(Dataset entries)
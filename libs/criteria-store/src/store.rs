//! Boundary with the persistence layer.
//!
//! The store receives a criteria tree, an order and a bound, and turns them into
//! whatever its backend speaks. It never sees request parameters or cursor tokens.

use async_trait::async_trait;

use criteria_core::{CompareOp, Criteria, Record, SortDir, SortKey, SortSpec, Value};

/// One keyset read: rows matching `criteria`, strictly after `after` in `sort`
/// order, at most `limit` of them.
#[derive(Clone, Debug, PartialEq, Eq)]
pub struct KeysetQuery {
    pub criteria: Criteria,
    pub sort: SortSpec,
    /// One value per sort key, `None` inside for a missing value. `None` reads
    /// from the start.
    pub after: Option<Vec<Option<Value>>>,
    pub limit: u64,
}

impl KeysetQuery {
    /// The "strictly after" bound as a criteria tree:
    /// `(k0 > v0) OR (k0 = v0 AND k1 > v1) OR ...`, with `<` for descending keys.
    ///
    /// A missing value orders before every present one, so ascending keys put
    /// nulls first and descending keys put them last. Stores must sort the same
    /// way (`NULLS FIRST` on `ASC`, `NULLS LAST` on `DESC`).
    pub fn seek_criteria(&self) -> Criteria {
        let Some(after) = &self.after else {
            return Criteria::Empty;
        };

        let keys = self.sort.keys();
        let branches = (0..keys.len().min(after.len())).filter_map(|i| {
            let step = past(&keys[i], after[i].as_ref())?;
            let prefix = keys[..i]
                .iter()
                .zip(after)
                .map(|(k, v)| at(k, v.as_ref()));
            Some(Criteria::and(prefix.chain(std::iter::once(step))))
        });
        Criteria::or(branches)
    }

    /// Caller criteria and the seek bound together.
    pub fn effective_criteria(&self) -> Criteria {
        Criteria::and([self.criteria.clone(), self.seek_criteria()])
    }
}

/// Rows whose `key` equals `value`.
fn at(key: &SortKey, value: Option<&Value>) -> Criteria {
    match value {
        Some(v) => Criteria::equals(key.field.clone(), v.clone()),
        None => Criteria::IsNull(key.field.clone()),
    }
}

/// Rows strictly past `value` on `key` alone; `None` when nothing can be.
fn past(key: &SortKey, value: Option<&Value>) -> Option<Criteria> {
    let field = key.field.clone();
    match (key.dir, value) {
        (SortDir::Asc, Some(v)) => Some(Criteria::compare(field, CompareOp::Gt, v.clone())),
        (SortDir::Asc, None) => Some(Criteria::IsNotNull(field)),
        (SortDir::Desc, Some(v)) => Some(Criteria::or([
            Criteria::compare(field.clone(), CompareOp::Lt, v.clone()),
            Criteria::IsNull(field),
        ])),
        (SortDir::Desc, None) => None,
    }
}

/// One numbered-page read plus a total count of matching rows.
#[derive(Clone, Debug, PartialEq, Eq)]
pub struct OffsetQuery {
    pub criteria: Criteria,
    pub sort: SortSpec,
    pub offset: u64,
    pub limit: u64,
}

/// Port implemented by the persistence layer. Object-safe and async-friendly via
/// `async_trait`; errors are passed through to the caller untouched.
#[async_trait]
pub trait PageStore: Send + Sync {
    type Row: Record + Send;

    async fn fetch_keyset(&self, query: &KeysetQuery) -> anyhow::Result<Vec<Self::Row>>;

    async fn fetch_offset(&self, query: &OffsetQuery) -> anyhow::Result<(Vec<Self::Row>, u64)>;
}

Exercise directions
Go through the records above and return each line in which the word "OffsetQuery" occurs.

Written response
pub struct OffsetQuery {
    async fn fetch_offset(&self, query: &OffsetQuery) -> anyhow::Result<(Vec<Self::Row>, u64)>;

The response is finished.